## EXERCISE GOAL
In the listing below, count every line that contains "PollerHandle". Give nothing but the number.

## LISTED RECORDS

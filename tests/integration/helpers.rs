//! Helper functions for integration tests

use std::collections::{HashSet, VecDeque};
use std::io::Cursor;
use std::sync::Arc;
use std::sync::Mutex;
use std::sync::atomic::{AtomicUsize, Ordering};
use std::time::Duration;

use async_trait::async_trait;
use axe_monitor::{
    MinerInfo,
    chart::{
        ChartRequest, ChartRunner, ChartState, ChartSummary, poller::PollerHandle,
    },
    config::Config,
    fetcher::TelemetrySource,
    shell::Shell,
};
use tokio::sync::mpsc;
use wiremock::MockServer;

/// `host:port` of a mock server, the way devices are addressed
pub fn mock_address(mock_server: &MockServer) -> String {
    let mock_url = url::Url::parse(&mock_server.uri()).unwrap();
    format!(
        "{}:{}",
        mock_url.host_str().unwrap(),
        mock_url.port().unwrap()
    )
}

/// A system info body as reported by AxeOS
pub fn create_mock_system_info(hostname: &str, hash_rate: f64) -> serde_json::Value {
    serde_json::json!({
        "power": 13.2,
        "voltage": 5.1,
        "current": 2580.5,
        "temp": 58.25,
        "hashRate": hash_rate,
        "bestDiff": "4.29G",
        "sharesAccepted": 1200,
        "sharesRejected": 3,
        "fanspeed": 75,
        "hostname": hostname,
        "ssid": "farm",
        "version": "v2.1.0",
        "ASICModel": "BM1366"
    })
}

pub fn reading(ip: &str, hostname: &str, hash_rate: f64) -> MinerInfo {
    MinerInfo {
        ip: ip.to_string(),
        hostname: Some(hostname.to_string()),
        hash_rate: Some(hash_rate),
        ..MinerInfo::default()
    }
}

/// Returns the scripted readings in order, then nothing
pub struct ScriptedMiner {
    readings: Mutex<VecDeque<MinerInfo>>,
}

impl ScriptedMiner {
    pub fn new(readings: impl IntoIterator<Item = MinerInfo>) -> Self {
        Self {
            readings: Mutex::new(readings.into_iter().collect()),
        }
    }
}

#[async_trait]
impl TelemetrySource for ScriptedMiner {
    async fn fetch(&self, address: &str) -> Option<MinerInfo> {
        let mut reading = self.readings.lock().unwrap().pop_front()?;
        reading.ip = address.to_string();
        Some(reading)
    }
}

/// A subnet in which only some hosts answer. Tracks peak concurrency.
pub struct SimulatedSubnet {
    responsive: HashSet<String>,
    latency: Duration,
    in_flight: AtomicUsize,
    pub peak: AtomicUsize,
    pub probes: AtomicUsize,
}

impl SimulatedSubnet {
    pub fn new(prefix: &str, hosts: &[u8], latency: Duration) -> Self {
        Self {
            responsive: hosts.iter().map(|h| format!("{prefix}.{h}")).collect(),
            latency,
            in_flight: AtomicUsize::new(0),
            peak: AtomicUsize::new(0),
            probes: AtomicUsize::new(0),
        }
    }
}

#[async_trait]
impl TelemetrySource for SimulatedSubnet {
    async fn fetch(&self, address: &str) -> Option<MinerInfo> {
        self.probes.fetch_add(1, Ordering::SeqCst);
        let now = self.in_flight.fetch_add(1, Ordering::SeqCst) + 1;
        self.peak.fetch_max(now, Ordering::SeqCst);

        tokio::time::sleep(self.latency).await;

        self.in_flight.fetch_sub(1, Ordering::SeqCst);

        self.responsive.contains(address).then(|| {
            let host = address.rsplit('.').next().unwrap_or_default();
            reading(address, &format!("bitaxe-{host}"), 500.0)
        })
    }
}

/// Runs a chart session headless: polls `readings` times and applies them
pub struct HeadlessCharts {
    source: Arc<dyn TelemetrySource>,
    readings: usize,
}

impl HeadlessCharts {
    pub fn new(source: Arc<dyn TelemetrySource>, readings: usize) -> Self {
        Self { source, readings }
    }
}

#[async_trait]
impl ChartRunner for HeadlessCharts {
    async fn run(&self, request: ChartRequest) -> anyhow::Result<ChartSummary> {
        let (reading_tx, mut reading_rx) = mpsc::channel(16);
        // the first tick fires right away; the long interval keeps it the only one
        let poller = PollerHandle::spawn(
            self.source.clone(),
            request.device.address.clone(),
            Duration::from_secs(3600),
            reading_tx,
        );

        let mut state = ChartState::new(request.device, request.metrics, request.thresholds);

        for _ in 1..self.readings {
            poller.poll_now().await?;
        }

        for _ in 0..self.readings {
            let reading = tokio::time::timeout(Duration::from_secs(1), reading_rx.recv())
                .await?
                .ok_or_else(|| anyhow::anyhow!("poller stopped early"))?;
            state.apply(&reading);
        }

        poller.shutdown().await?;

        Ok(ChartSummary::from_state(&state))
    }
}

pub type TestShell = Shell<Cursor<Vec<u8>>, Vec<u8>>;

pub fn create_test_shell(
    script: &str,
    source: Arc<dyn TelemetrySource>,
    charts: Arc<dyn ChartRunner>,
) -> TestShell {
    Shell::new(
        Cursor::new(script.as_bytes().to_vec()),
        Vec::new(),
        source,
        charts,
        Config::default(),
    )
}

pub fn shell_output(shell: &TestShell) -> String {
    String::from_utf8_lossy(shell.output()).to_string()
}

## RESULT FOR THIS TASK
2